→ **EXERCISE INSTRUCTIONS**
Find how many lines in the material contain "expected"; your answer should be that number alone.

→ **INPUT RECORDS**
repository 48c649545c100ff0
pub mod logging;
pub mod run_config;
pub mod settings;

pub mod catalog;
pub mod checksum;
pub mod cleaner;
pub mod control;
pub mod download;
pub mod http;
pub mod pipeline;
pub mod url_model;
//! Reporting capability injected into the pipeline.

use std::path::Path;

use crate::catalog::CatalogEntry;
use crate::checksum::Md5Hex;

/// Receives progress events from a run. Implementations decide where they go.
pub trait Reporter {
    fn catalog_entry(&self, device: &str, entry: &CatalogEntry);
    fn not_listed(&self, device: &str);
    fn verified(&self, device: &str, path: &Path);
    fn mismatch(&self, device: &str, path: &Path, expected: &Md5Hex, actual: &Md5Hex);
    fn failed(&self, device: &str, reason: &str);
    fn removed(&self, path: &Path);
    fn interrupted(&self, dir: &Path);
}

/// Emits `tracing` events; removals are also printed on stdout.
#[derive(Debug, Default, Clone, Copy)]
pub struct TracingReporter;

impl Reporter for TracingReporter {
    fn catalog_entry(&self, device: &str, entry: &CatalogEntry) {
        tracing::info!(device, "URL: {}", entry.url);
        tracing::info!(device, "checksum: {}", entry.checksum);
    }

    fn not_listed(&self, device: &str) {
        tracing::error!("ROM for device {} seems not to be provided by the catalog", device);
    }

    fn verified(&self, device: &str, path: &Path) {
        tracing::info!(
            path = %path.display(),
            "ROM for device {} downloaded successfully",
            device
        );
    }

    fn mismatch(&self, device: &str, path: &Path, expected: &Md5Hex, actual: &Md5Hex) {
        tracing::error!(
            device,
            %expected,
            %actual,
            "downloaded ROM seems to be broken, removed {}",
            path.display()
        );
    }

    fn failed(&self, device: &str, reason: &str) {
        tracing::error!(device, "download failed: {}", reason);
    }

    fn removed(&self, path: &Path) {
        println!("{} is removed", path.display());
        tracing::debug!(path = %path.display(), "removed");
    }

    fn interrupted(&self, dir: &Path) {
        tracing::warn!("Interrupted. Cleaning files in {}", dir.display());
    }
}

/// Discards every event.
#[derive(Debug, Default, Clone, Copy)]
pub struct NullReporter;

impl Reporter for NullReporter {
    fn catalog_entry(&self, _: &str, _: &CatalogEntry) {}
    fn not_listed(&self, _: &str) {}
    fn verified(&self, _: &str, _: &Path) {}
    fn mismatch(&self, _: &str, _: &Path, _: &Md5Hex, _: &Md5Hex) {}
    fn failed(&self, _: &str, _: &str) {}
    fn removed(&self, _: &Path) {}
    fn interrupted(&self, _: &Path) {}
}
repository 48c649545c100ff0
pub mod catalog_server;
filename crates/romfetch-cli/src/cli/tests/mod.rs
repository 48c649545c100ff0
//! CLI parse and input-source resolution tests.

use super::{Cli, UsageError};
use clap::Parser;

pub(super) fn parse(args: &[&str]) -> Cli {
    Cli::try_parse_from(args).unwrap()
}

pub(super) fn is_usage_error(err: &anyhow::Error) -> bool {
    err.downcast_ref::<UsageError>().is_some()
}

--

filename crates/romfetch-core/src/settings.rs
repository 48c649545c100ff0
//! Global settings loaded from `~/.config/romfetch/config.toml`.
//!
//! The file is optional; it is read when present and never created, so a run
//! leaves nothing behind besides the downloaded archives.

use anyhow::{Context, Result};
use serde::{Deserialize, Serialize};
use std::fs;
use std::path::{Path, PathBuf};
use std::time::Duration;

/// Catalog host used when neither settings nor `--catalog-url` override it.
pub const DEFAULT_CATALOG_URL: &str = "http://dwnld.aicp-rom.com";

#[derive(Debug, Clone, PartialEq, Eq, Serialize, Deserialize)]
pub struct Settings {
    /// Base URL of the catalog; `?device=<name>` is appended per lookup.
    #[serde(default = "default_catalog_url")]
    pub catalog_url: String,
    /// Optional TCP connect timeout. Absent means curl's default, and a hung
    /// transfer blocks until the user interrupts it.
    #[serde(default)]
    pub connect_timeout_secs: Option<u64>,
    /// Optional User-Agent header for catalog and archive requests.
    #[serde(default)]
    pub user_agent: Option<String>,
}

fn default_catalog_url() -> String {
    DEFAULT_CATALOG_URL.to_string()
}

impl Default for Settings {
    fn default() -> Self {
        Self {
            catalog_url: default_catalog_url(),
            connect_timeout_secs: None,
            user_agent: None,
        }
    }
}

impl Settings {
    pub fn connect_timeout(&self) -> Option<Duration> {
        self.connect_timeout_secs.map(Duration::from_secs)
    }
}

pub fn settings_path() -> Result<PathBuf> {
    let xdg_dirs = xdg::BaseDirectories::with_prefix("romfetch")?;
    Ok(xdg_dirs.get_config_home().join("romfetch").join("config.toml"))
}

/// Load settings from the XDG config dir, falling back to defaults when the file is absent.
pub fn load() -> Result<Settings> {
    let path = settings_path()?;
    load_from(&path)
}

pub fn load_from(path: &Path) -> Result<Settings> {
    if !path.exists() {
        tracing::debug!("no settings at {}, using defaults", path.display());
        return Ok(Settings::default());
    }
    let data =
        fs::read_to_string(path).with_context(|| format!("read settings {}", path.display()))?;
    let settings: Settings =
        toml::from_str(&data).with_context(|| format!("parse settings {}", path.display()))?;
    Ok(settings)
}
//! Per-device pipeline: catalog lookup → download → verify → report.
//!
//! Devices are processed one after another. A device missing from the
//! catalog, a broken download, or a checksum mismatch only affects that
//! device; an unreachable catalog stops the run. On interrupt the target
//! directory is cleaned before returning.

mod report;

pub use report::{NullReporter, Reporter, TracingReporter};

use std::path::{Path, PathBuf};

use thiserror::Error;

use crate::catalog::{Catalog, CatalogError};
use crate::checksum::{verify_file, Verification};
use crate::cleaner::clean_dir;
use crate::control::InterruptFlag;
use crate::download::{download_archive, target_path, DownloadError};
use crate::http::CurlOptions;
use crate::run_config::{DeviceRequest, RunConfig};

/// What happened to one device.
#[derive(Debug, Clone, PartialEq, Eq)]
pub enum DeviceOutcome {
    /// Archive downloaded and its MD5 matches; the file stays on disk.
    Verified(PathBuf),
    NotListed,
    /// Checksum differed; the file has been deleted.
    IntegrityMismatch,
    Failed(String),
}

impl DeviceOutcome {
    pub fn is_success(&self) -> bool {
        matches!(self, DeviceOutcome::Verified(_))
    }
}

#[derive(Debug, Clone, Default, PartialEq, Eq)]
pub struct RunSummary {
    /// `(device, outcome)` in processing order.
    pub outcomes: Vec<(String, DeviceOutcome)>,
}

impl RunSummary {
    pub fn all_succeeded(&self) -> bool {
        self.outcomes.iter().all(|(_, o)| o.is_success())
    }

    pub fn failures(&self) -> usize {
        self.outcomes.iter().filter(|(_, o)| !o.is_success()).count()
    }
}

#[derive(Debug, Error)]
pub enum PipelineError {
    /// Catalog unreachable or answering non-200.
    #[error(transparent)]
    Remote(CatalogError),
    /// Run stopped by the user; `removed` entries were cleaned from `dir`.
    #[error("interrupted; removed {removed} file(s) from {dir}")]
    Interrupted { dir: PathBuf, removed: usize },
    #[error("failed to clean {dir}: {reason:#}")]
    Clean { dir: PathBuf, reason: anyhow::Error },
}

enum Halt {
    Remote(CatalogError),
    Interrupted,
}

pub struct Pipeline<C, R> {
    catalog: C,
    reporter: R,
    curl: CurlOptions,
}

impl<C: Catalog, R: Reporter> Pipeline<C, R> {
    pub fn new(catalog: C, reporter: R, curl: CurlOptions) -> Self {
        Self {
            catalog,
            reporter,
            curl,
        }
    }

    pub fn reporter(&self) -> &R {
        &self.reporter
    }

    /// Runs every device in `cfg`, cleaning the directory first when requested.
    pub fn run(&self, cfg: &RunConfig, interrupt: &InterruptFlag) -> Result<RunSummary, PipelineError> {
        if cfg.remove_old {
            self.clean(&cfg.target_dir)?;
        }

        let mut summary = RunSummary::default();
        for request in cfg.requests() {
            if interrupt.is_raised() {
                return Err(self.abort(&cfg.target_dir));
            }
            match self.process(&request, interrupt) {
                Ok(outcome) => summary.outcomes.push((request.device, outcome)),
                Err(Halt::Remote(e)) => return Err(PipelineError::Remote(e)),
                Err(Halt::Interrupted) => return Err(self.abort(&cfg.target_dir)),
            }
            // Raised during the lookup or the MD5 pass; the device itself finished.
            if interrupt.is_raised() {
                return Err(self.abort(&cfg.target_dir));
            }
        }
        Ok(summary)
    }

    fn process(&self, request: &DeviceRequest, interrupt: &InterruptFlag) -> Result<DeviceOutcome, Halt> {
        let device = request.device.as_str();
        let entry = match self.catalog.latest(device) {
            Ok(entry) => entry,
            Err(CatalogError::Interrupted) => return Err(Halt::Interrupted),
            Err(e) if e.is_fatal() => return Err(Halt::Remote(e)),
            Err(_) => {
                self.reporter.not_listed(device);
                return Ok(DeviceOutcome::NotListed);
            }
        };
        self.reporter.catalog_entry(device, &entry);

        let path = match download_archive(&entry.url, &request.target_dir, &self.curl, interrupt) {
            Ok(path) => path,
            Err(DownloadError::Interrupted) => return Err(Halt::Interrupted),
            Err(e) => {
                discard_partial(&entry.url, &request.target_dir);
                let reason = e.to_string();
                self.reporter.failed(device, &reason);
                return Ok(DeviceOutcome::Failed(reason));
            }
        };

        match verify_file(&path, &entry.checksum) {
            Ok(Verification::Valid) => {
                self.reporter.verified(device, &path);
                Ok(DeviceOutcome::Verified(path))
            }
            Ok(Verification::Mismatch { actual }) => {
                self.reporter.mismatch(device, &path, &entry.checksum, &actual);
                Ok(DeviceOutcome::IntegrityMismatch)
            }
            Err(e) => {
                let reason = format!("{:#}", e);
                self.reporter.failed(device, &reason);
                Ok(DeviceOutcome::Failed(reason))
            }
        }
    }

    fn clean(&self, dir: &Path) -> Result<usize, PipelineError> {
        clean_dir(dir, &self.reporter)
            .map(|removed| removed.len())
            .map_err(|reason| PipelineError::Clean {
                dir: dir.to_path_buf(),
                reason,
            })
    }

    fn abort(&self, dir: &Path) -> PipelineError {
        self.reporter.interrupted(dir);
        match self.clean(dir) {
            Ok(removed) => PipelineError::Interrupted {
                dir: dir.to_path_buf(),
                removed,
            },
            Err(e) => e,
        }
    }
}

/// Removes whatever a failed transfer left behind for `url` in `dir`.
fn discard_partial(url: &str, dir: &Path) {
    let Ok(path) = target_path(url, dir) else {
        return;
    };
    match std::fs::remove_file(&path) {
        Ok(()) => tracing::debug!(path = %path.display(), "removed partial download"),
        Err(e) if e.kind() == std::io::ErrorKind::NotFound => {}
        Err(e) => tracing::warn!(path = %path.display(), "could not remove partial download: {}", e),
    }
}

→ **SOLVED EXERCISE**
3